Kidney Transplantation: Challenging the Future

Impact of Polyomavirus BK and Cytomegalovirus on the Kidney Allograft

Author(s): Ilkka Helanterä, Adrian Egli, Petri Koskinen, Hans H. Hirsch and Irmeli Lautenschlager

Pp: 273-288 (16)

DOI: 10.2174/978160805144111201010273

* (Excluding Mailing and Handling)

Abstract

After polyomavirus BK was recognized as a pathogen causing severe nephropathy in transplant recipients, infections in renal transplant patients receiving more potent immunosuppressive medication have raised increasing concern. As no effective treatment of BK-virus nephropathy is available, the prevention of this condition, which often leads to graft loss, is of outmost importance. Recently, new data of the pathogenesis of replication and immune responses to BK virus have been reported. In addition to the well-characterized direct effects caused by clinical CMV infections, also multiple indirect immunomodulatory effects of CMV have been postulated. Experimental data of the indirect effect of CMV have associated CMV with acute and chronic injury of the kidney graft, but in the recent years, also some clinical evidence has associated persistent CMV infection of the transplant with detrimental long-term effects.
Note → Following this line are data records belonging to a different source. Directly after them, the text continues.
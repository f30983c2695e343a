//! Authentication module for managing accounts and access control.
//!
//! This module provides the public interface for account-related
//! functionality such as registration, login, token issuance, and the
//! authorization middleware protecting mutating routes.

pub mod handlers;
pub mod middleware;
pub mod models;
pub mod routes;
pub mod service;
The aim of this chapter is to review the pathophysiology of the effect of viruses to the kidney allograft, with special emphasis on the two probably most important viruses challenging the survival of the graft, namely polyomavirus BK and cytomegalovirus.


Keywords: Chronic Allograft Nephropathy, Cytomegalovirus, Polyomavirus BK, Polyomavirus JC, Polyomavirus Associated Nephropathy, Graft Function, Prophylaxis, Ganciclovir, Valganciclovir.